(Work instructions)
Please filter the data below down to the lines holding the string "urls".

(Extracted entries)
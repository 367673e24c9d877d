//! Workflow state and its reducer.
//!
//! Every stage returns a [`StageUpdate`]; the runner folds it into the
//! single [`WorkflowState`] with [`WorkflowState::merge`]. Fields follow one
//! of two policies:
//!
//! | Policy | Fields |
//! |--------|--------|
//! | overwrite (last writer wins) | `subtopics`, `search_queries`, `session_id`, `report`, `sources`, `status`, `error` |
//! | append (concatenate, never dedupe or reorder) | `documents`, `logs` |
//!
//! `topic` is set once at construction. Append fields never shrink.

use std::fmt;

use serde::{Deserialize, Serialize};

use crate::error::ResearchError;
use crate::models::Document;

/// Pipeline status. Forward-only, with an absorbing `Error` state.
#[derive(Debug, Clone, Copy, PartialEq, Eq, Serialize, Deserialize)]
#[serde(rename_all = "snake_case")]
pub enum Status {
    Initialized,
    PlanningComplete,
    ResearchComplete,
    Complete,
    Error,
}

impl Status {
    pub fn as_str(&self) -> &'static str {
        match self {
            Status::Initialized => "initialized",
            Status::PlanningComplete => "planning_complete",
            Status::ResearchComplete => "research_complete",
            Status::Complete => "complete",
            Status::Error => "error",
        }
    }

    fn rank(&self) -> Option<u8> {
        match self {
            Status::Initialized => Some(0),
            Status::PlanningComplete => Some(1),
            Status::ResearchComplete => Some(2),
            Status::Complete => Some(3),
            Status::Error => None,
        }
    }

    /// Whether the pipeline may move from `self` to `next`.
    ///
    /// `Error` is reachable from any non-error state and leaves nowhere.
    /// Otherwise the status must move strictly forward.
    pub fn can_advance_to(&self, next: Status) -> bool {
        match (self.rank(), next.rank()) {
            (None, _) => false,
            (Some(_), None) => true,
            (Some(from), Some(to)) => to > from,
        }
    }

    pub fn is_terminal(&self) -> bool {
        matches!(self, Status::Complete | Status::Error)
    }
}

impl fmt::Display for Status {
    fn fmt(&self, f: &mut fmt::Formatter<'_>) -> fmt::Result {
        f.write_str(self.as_str())
    }
}

/// The structure threaded through every stage.
#[derive(Debug, Clone, PartialEq, Serialize, Deserialize)]
pub struct WorkflowState {
    pub topic: String,
    pub subtopics: Vec<String>,
    pub search_queries: Vec<String>,
    pub documents: Vec<Document>,
    pub session_id: String,
    pub report: String,
    pub sources: Vec<String>,
    pub status: Status,
    pub logs: Vec<String>,
    pub error: String,
}

/// The closed set of fields a stage may write. `None` leaves a field untouched.
#[derive(Debug, Clone, Default, PartialEq)]
pub struct PartialState {
    pub subtopics: Option<Vec<String>>,
    pub search_queries: Option<Vec<String>>,
    /// Appended to the accumulated documents.
    pub documents: Vec<Document>,
    pub session_id: Option<String>,
    pub report: Option<String>,
    pub sources: Option<Vec<String>>,
    pub error: Option<String>,
}

/// The result of running one stage.
#[derive(Debug, Clone, PartialEq)]
pub struct StageUpdate {
    pub fields: PartialState,
    pub status: Status,
    /// Appended to the accumulated logs.
    pub logs: Vec<String>,
}

impl StageUpdate {
    pub fn new(fields: PartialState, status: Status, logs: Vec<String>) -> Self {
        Self {
            fields,
            status,
            logs,
        }
    }

    /// The error-shaped update: `status = error`, the message, one log line.
    pub fn failed(error: String, log_line: String) -> Self {
        Self {
            fields: PartialState {
                error: Some(error),
                ..PartialState::default()
            },
            status: Status::Error,
            logs: vec![log_line],
        }
    }
}

impl WorkflowState {
    /// Fresh state for `topic` with every other field empty.
    pub fn new(topic: impl Into<String>) -> Self {
        Self {
            topic: topic.into(),
            subtopics: Vec::new(),
            search_queries: Vec::new(),
            documents: Vec::new(),
            session_id: String::new(),
            report: String::new(),
            sources: Vec::new(),
            status: Status::Initialized,
            logs: Vec::new(),
            error: String::new(),
        }
    }

    /// Fold a stage update into the state.
    ///
    /// Rejects updates whose status would move the pipeline backwards or out
    /// of `Error`; the state is left untouched in that case.
    pub fn merge(&mut self, update: StageUpdate) -> Result<(), ResearchError> {
        if !self.status.can_advance_to(update.status) {
            return Err(ResearchError::InvalidTransition {
                from: self.status,
                to: update.status,
            });
        }

        let StageUpdate {
            fields,
            status,
            logs,
        } = update;

        if let Some(v) = fields.subtopics {
            self.subtopics = v;
        }
        if let Some(v) = fields.search_queries {
            self.search_queries = v;
        }
        self.documents.extend(fields.documents);
        if let Some(v) = fields.session_id {
            self.session_id = v;
        }
        if let Some(v) = fields.report {
            self.report = v;
        }
        if let Some(v) = fields.sources {
            self.sources = v;
        }
        if let Some(v) = fields.error {
            self.error = v;
        }
        self.status = status;
        self.logs.extend(logs);
        Ok(())
    }

    /// Convert the state into what a presentation layer may rely on.
    pub fn outcome(&self) -> ResearchOutcome {
        match self.status {
            Status::Complete => ResearchOutcome::Complete {
                topic: self.topic.clone(),
                report: self.report.clone(),
                sources: self.sources.clone(),
                session_id: self.session_id.clone(),
                subtopics: self.subtopics.clone(),
                documents_count: self.documents.len(),
                logs: self.logs.clone(),
            },
            status => ResearchOutcome::Failed {
                status,
                error: if self.error.is_empty() {
                    format!("workflow stopped at status '{}'", status)
                } else {
                    self.error.clone()
                },
                logs: self.logs.clone(),
            },
        }
    }
}

/// Terminal result of a research run.
///
/// `report` and `sources` exist only on `Complete`.
#[derive(Debug, Clone, PartialEq, Serialize)]
#[serde(untagged)]
pub enum ResearchOutcome {
    Complete {
        topic: String,
        report: String,
        sources: Vec<String>,
        session_id: String,
        subtopics: Vec<String>,
        documents_count: usize,
        logs: Vec<String>,
    },
    Failed {
        status: Status,
        error: String,
        logs: Vec<String>,
    },
}

impl ResearchOutcome {
    pub fn is_complete(&self) -> bool {
        matches!(self, ResearchOutcome::Complete { .. })
    }
}

#[cfg(test)]
mod tests {
    use super::*;

    fn doc(url: &str) -> Document {
        Document {
            url: url.to_string(),
            title: String::new(),
            content: "c".to_string(),
            source: "web".to_string(),
            query: "q".to_string(),
        }
    }

    fn update(status: Status, docs: Vec<Document>, logs: &[&str]) -> StageUpdate {
        StageUpdate::new(
            PartialState {
                documents: docs,
                ..PartialState::default()
            },
            status,
            logs.iter().map(|s| s.to_string()).collect(),
        )
    }

    #[test]
    fn test_status_transitions() {
        assert!(Status::Initialized.can_advance_to(Status::PlanningComplete));
        assert!(Status::PlanningComplete.can_advance_to(Status::ResearchComplete));
        assert!(Status::ResearchComplete.can_advance_to(Status::Complete));
        assert!(Status::Initialized.can_advance_to(Status::Error));
        assert!(Status::ResearchComplete.can_advance_to(Status::Error));
        assert!(!Status::Complete.can_advance_to(Status::PlanningComplete));
        assert!(!Status::ResearchComplete.can_advance_to(Status::ResearchComplete));
        assert!(!Status::Error.can_advance_to(Status::Complete));
        assert!(!Status::Error.can_advance_to(Status::Error));
    }

    #[test]
    fn test_status_serializes_snake_case() {
        assert_eq!(
            serde_json::to_string(&Status::PlanningComplete).unwrap(),
            "\"planning_complete\""
        );
        assert_eq!(Status::ResearchComplete.to_string(), "research_complete");
    }

    #[test]
    fn test_accumulate_fields_never_shrink() {
        let mut state = WorkflowState::new("topic");
        let updates = vec![
            update(Status::PlanningComplete, vec![], &["a", "b"]),
            update(Status::ResearchComplete, vec![doc("1"), doc("2")], &["c"]),
            update(Status::Complete, vec![doc("1")], &["d", "e", "f"]),
        ];
        let mut docs_so_far = 0;
        let mut logs_so_far = 0;
        for u in updates {
            docs_so_far += u.fields.documents.len();
            logs_so_far += u.logs.len();
            let before_docs = state.documents.len();
            let before_logs = state.logs.len();
            state.merge(u).unwrap();
            assert!(state.documents.len() >= before_docs);
            assert!(state.logs.len() >= before_logs);
            assert_eq!(state.documents.len(), docs_so_far);
            assert_eq!(state.logs.len(), logs_so_far);
        }
        let urls: Vec<&str> = state.documents.iter().map(|d| d.url.as_str()).collect();
        assert_eq!(urls, vec!["1", "2", "1"]);
        assert_eq!(state.logs, vec!["a", "b", "c", "d", "e", "f"]);
    }

    #[test]
    fn test_overwrite_fields_last_writer_wins() {
        let mut state = WorkflowState::new("topic");
        state
            .merge(StageUpdate::new(
                PartialState {
                    subtopics: Some(vec!["x".into()]),
                    session_id: Some("first".into()),
                    ..PartialState::default()
                },
                Status::PlanningComplete,
                vec![],
            ))
            .unwrap();
        state
            .merge(StageUpdate::new(
                PartialState {
                    session_id: Some("second".into()),
                    ..PartialState::default()
                },
                Status::ResearchComplete,
                vec![],
            ))
            .unwrap();
        assert_eq!(state.session_id, "second");
        assert_eq!(state.subtopics, vec!["x"]);
        assert_eq!(state.topic, "topic");
    }

    #[test]
    fn test_backward_transition_rejected_and_state_untouched() {
        let mut state = WorkflowState::new("topic");
        state.merge(update(Status::PlanningComplete, vec![], &["a"])).unwrap();
        let before = state.clone();
        let err = state
            .merge(update(Status::Initialized, vec![doc("1")], &["b"]))
            .unwrap_err();
        assert!(matches!(err, ResearchError::InvalidTransition { .. }));
        assert_eq!(state, before);
    }

    #[test]
    fn test_failed_update_shape() {
        let mut state = WorkflowState::new("topic");
        state
            .merge(StageUpdate::failed("boom".into(), "✗ Plan: boom".into()))
            .unwrap();
        assert_eq!(state.status, Status::Error);
        assert_eq!(state.error, "boom");
        assert_eq!(state.logs.len(), 1);
    }

    #[test]
    fn test_outcome_shapes() {
        let mut state = WorkflowState::new("topic");
        state
            .merge(StageUpdate::failed("nope".into(), "✗".into()))
            .unwrap();
        let json = serde_json::to_value(state.outcome()).unwrap();
        assert_eq!(json["status"], "error");
        assert_eq!(json["error"], "nope");
        assert!(json.get("report").is_none());

        let mut done = WorkflowState::new("topic");
        done.merge(StageUpdate::new(
            PartialState {
                report: Some("r".into()),
                sources: Some(vec!["u".into()]),
                session_id: Some("s".into()),
                documents: vec![doc("u")],
                ..PartialState::default()
            },
            Status::Complete,
            vec![],
        ))
        .unwrap();
        let outcome = done.outcome();
        assert!(outcome.is_complete());
        let json = serde_json::to_value(outcome).unwrap();
        assert_eq!(json["documents_count"], 1);
        assert_eq!(json["session_id"], "s");
    }
}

(Task result)
        let urls: Vec<&str> = state.documents.iter().map(|d| d.url.as_str()).collect();
        assert_eq!(urls, vec!["1", "2", "1"]);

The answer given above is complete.